Problem to solve: Among the records that follow, find each line holding the word "struct" and copy it.

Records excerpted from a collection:
---
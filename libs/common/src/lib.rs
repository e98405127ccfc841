pub mod error;
pub mod response;
pub mod validation;

pub use error::{AppError, HttpError, Result};
pub use response::{ApiResponse, Meta, RequestId, RequestMeta};
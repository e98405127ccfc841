use std::time::Duration;

use akashi_common::AppError;
use akashi_models::{IdempotencyRecord, IdempotencyStatus};
use sha2::{Digest, Sha256};
use sqlx::PgPool;
use tracing::error;
use uuid::Uuid;

use crate::services::jwt::Claims;

/// Linear backoff for finalize/clear: 50ms, 100ms, 150ms.
const RETRY_DELAYS_MS: [u64; 3] = [50, 100, 150];

/// Budget for detached finalize/clear operations. They run on a background
/// task so request cancellation cannot roll back a committed mutation's
/// bookkeeping.
const DETACHED_TIMEOUT: Duration = Duration::from_secs(10);

/// SHA-256 over the JCS-canonicalized payload, so key order and whitespace
/// differences do not defeat replay detection.
pub fn payload_hash(payload: &serde_json::Value) -> String {
    let canonical = serde_jcs::to_string(payload).unwrap_or_else(|_| payload.to_string());
    let mut hasher = Sha256::new();
    hasher.update(canonical.as_bytes());
    format!("{:x}", hasher.finalize())
}

/// Outcome of an idempotency lookup for one request.
pub enum Begin {
    /// No Idempotency-Key header; run the handler normally.
    NotKeyed,
    /// Fresh (or taken-over) reservation; run the handler, then finalize.
    Proceed(ReservationGuard),
    /// Same key and payload already completed; replay the captured response.
    Replay {
        status: u16,
        data: serde_json::Value,
    },
}

impl Begin {
    pub fn into_guard(self) -> Option<ReservationGuard> {
        match self {
            Begin::Proceed(guard) => Some(guard),
            _ => None,
        }
    }
}

#[derive(Clone)]
pub struct IdempotencyController {
    pool: PgPool,
    ttl_seconds: i64,
}

impl IdempotencyController {
    pub fn new(pool: PgPool, ttl_seconds: i64) -> Self {
        Self { pool, ttl_seconds }
    }

    /// Reserve, replay, or reject. Reservation and takeover are single
    /// statements so concurrent retries cannot both proceed.
    pub async fn begin(
        &self,
        claims: &Claims,
        endpoint: &str,
        key: Option<&str>,
        payload: &serde_json::Value,
    ) -> Result<Begin, AppError> {
        let Some(key) = key.filter(|k| !k.is_empty()) else {
            return Ok(Begin::NotKeyed);
        };
        if key.len() > 255 {
            return Err(AppError::Validation(
                "Idempotency-Key must be at most 255 characters".to_string(),
            ));
        }

        let hash = payload_hash(payload);

        let inserted = sqlx::query(
            r#"
            INSERT INTO idempotency_keys (
                org_id, agent_id, endpoint, idem_key, request_hash,
                status, created_at, completes_at
            )
            VALUES ($1, $2, $3, $4, $5, $6, NOW(), NOW() + make_interval(secs => $7))
            ON CONFLICT (org_id, agent_id, endpoint, idem_key) DO NOTHING
            "#,
        )
        .bind(claims.org_id)
        .bind(&claims.agent_id)
        .bind(endpoint)
        .bind(key)
        .bind(&hash)
        .bind(IdempotencyStatus::InProgress.to_string())
        .bind(self.ttl_seconds as f64)
        .execute(&self.pool)
        .await?;

        if inserted.rows_affected() == 1 {
            return Ok(Begin::Proceed(self.guard(claims, endpoint, key)));
        }

        let existing: Option<IdempotencyRecord> = sqlx::query_as(
            r#"
            SELECT org_id, agent_id, endpoint, idem_key, request_hash, status,
                   response_status, response_body, created_at, completes_at
            FROM idempotency_keys
            WHERE org_id = $1 AND agent_id = $2 AND endpoint = $3 AND idem_key = $4
            "#,
        )
        .bind(claims.org_id)
        .bind(&claims.agent_id)
        .bind(endpoint)
        .bind(key)
        .fetch_optional(&self.pool)
        .await?;

        let Some(record) = existing else {
            // Record vanished between insert and select (cleared by a failed
            // handler); treat as a fresh retryable state.
            return Err(AppError::Conflict(
                "idempotency key state changed; retry".to_string(),
            ));
        };

        if record.request_hash != hash {
            return Err(AppError::Conflict(
                "Idempotency-Key reused with a different payload".to_string(),
            ));
        }

        if record.status == IdempotencyStatus::Completed.to_string() {
            let status_code = record.response_status.unwrap_or(200).clamp(100, 599) as u16;
            return Ok(Begin::Replay {
                status: status_code,
                data: record.response_body.unwrap_or(serde_json::Value::Null),
            });
        }

        // Same payload, still in progress. A record past its TTL is presumed
        // stuck and taken over; otherwise the retry is premature.
        let taken_over = sqlx::query(
            r#"
            UPDATE idempotency_keys
            SET created_at = NOW(), completes_at = NOW() + make_interval(secs => $5)
            WHERE org_id = $1 AND agent_id = $2 AND endpoint = $3 AND idem_key = $4
              AND status = $6 AND completes_at < NOW()
            "#,
        )
        .bind(claims.org_id)
        .bind(&claims.agent_id)
        .bind(endpoint)
        .bind(key)
        .bind(self.ttl_seconds as f64)
        .bind(IdempotencyStatus::InProgress.to_string())
        .execute(&self.pool)
        .await?;

        if taken_over.rows_affected() == 1 {
            Ok(Begin::Proceed(self.guard(claims, endpoint, key)))
        } else {
            Err(AppError::Conflict(
                "request with this Idempotency-Key is already in progress".to_string(),
            ))
        }
    }

    fn guard(&self, claims: &Claims, endpoint: &str, key: &str) -> ReservationGuard {
        ReservationGuard {
            pool: self.pool.clone(),
            org_id: claims.org_id,
            agent_id: claims.agent_id.clone(),
            endpoint: endpoint.to_string(),
            key: key.to_string(),
        }
    }
}

/// Handle to an in-progress reservation. `finalize` captures the response for
/// replay; `abandon` clears the record so a retry can start fresh. Both run
/// detached with a bounded timeout.
pub struct ReservationGuard {
    pool: PgPool,
    org_id: Uuid,
    agent_id: String,
    endpoint: String,
    key: String,
}

impl ReservationGuard {
    pub fn finalize(self, status: u16, data: serde_json::Value) {
        tokio::spawn(async move {
            let finalize = async {
                let mut last_err: Option<sqlx::Error> = None;
                for delay_ms in RETRY_DELAYS_MS {
                    let result = sqlx::query(
                        r#"
                        UPDATE idempotency_keys
                        SET status = 'completed', response_status = $5, response_body = $6
                        WHERE org_id = $1 AND agent_id = $2 AND endpoint = $3 AND idem_key = $4
                          AND status = 'in_progress'
                        "#,
                    )
                    .bind(self.org_id)
                    .bind(&self.agent_id)
                    .bind(&self.endpoint)
                    .bind(&self.key)
                    .bind(status as i32)
                    .bind(&data)
                    .execute(&self.pool)
                    .await;
                    match result {
                        Ok(_) => return Ok(()),
                        Err(e) => {
                            last_err = Some(e);
                            tokio::time::sleep(Duration::from_millis(delay_ms)).await;
                        }
                    }
                }
                Err(last_err.unwrap_or(sqlx::Error::PoolClosed))
            };

            let finalized = matches!(
                tokio::time::timeout(DETACHED_TIMEOUT, finalize).await,
                Ok(Ok(()))
            );
            if !finalized {
                // A stuck in_progress row would wedge retries behind a 409
                // until the TTL passes; clearing lets the next retry start
                // fresh, trading a possible duplicate execution instead.
                error!(
                    endpoint = %self.endpoint,
                    "idempotency finalize failed; clearing reservation"
                );
                clear_record(
                    &self.pool,
                    self.org_id,
                    &self.agent_id,
                    &self.endpoint,
                    &self.key,
                )
                .await;
            }
        });
    }

    pub fn abandon(self) {
        tokio::spawn(async move {
            clear_record(
                &self.pool,
                self.org_id,
                &self.agent_id,
                &self.endpoint,
                &self.key,
            )
            .await;
        });
    }
}

async fn clear_record(pool: &PgPool, org_id: Uuid, agent_id: &str, endpoint: &str, key: &str) {
    let clear = async {
        for delay_ms in RETRY_DELAYS_MS {
            let result = sqlx::query(
                r#"
                DELETE FROM idempotency_keys
                WHERE org_id = $1 AND agent_id = $2 AND endpoint = $3 AND idem_key = $4
                "#,
            )
            .bind(org_id)
            .bind(agent_id)
            .bind(endpoint)
            .bind(key)
            .execute(pool)
            .await;
            if result.is_ok() {
                return true;
            }
            tokio::time::sleep(Duration::from_millis(delay_ms)).await;
        }
        false
    };

    let cleared = matches!(tokio::time::timeout(DETACHED_TIMEOUT, clear).await, Ok(true));
    if !cleared {
        error!(endpoint, "failed to clear idempotency reservation");
    }
}

#[cfg(test)]
mod tests {
    use super::*;

    #[test]
    fn hash_ignores_key_order_and_whitespace() {
        let a: serde_json::Value =
            serde_json::from_str(r#"{"b": 1, "a": {"y": 2, "x": 3}}"#).unwrap();
        let b: serde_json::Value =
            serde_json::from_str(r#"{ "a": {"x": 3, "y": 2}, "b": 1 }"#).unwrap();
        assert_eq!(payload_hash(&a), payload_hash(&b));
    }

    #[test]
    fn hash_distinguishes_different_payloads() {
        let a = serde_json::json!({"outcome": "JWT"});
        let b = serde_json::json!({"outcome": "OAuth"});
        assert_ne!(payload_hash(&a), payload_hash(&b));
    }

    #[test]
    fn hash_is_hex_sha256() {
        let hash = payload_hash(&serde_json::json!({}));
        assert_eq!(hash.len(), 64);
        assert!(hash.chars().all(|c| c.is_ascii_hexdigit()));
    }
}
---
Solution to this task:
pub struct IdempotencyController {
pub struct ReservationGuard {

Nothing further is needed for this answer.